#### Information shown

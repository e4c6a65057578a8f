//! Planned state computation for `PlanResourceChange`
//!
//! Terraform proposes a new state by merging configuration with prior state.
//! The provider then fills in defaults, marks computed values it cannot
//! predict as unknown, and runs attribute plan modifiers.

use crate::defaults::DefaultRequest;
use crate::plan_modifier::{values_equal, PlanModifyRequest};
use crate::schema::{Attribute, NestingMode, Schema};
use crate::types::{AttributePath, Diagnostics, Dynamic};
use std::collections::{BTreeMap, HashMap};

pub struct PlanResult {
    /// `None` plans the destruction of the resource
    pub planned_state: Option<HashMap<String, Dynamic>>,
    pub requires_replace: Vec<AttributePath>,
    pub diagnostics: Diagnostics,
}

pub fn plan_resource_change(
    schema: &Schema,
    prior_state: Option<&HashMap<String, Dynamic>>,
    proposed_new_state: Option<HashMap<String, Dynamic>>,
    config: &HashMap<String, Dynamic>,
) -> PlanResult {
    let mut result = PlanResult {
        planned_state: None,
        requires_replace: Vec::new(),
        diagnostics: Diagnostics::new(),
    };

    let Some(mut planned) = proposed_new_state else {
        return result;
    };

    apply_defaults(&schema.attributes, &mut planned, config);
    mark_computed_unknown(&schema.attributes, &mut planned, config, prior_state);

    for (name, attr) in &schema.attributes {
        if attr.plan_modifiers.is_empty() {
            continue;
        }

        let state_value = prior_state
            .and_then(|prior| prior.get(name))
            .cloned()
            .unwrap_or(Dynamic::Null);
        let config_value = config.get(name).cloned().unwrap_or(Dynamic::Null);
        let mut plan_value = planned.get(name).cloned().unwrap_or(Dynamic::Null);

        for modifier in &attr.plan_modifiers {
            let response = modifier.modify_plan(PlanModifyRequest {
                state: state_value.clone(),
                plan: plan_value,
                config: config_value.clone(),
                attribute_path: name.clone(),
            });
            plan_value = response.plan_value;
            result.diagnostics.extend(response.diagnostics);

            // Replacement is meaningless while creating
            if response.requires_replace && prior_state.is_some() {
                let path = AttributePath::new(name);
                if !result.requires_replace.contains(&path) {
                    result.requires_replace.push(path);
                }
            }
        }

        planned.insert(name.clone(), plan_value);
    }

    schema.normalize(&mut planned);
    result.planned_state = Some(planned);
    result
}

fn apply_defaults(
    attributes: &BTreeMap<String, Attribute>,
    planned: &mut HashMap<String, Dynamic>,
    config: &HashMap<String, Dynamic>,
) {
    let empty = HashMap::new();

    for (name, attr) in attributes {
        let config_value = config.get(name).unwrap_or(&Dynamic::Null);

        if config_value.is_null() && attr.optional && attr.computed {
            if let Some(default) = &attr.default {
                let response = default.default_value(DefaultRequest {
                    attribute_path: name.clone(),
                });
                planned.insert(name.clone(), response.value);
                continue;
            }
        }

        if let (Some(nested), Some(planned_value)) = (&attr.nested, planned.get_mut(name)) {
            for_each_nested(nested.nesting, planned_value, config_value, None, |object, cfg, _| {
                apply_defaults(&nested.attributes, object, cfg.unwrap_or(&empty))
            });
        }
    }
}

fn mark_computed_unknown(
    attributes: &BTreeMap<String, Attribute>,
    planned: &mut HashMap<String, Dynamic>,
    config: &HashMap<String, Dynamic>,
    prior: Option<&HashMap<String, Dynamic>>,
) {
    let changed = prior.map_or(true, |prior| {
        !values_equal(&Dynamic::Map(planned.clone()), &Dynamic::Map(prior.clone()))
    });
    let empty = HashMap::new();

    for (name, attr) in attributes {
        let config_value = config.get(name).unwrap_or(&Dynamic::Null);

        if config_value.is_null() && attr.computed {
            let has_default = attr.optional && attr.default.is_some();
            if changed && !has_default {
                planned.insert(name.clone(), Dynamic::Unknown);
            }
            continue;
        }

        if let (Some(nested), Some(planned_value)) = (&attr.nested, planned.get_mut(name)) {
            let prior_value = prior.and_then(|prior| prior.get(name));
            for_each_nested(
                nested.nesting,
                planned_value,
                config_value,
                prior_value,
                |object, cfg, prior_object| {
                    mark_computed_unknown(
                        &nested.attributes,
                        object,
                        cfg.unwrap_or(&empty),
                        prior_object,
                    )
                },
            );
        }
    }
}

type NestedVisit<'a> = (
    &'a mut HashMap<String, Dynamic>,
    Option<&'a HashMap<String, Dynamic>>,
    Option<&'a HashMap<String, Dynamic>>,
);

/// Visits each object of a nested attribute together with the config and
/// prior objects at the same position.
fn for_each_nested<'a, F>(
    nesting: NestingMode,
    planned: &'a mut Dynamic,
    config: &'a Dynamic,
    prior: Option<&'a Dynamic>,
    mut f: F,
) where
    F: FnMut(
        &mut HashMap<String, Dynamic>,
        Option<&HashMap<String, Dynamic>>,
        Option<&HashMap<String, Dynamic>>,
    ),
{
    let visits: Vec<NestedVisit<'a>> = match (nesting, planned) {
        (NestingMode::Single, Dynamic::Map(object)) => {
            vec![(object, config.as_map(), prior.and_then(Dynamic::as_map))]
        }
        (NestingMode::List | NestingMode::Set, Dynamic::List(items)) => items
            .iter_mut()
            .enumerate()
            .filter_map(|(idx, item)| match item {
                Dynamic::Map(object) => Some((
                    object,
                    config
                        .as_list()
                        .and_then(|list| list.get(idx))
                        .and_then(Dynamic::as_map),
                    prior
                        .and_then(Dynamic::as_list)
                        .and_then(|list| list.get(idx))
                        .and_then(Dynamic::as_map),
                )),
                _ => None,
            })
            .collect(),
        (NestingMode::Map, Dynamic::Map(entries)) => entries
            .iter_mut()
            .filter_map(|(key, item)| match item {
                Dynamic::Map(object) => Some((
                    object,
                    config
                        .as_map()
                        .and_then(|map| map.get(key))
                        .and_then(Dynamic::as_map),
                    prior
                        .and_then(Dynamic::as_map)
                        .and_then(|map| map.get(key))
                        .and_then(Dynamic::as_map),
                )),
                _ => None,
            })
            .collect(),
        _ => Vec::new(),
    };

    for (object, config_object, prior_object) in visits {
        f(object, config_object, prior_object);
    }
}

########

▶ **Instructions for the task**
Please transcribe the material line by line, exactly, from its opening line through the line that contains "values it cannot".

▶ **Output for this exercise**
repository e4c6a65057578a8f
//! Planned state computation for `PlanResourceChange`
//!
//! Terraform proposes a new state by merging configuration with prior state.
//! The provider then fills in defaults, marks computed values it cannot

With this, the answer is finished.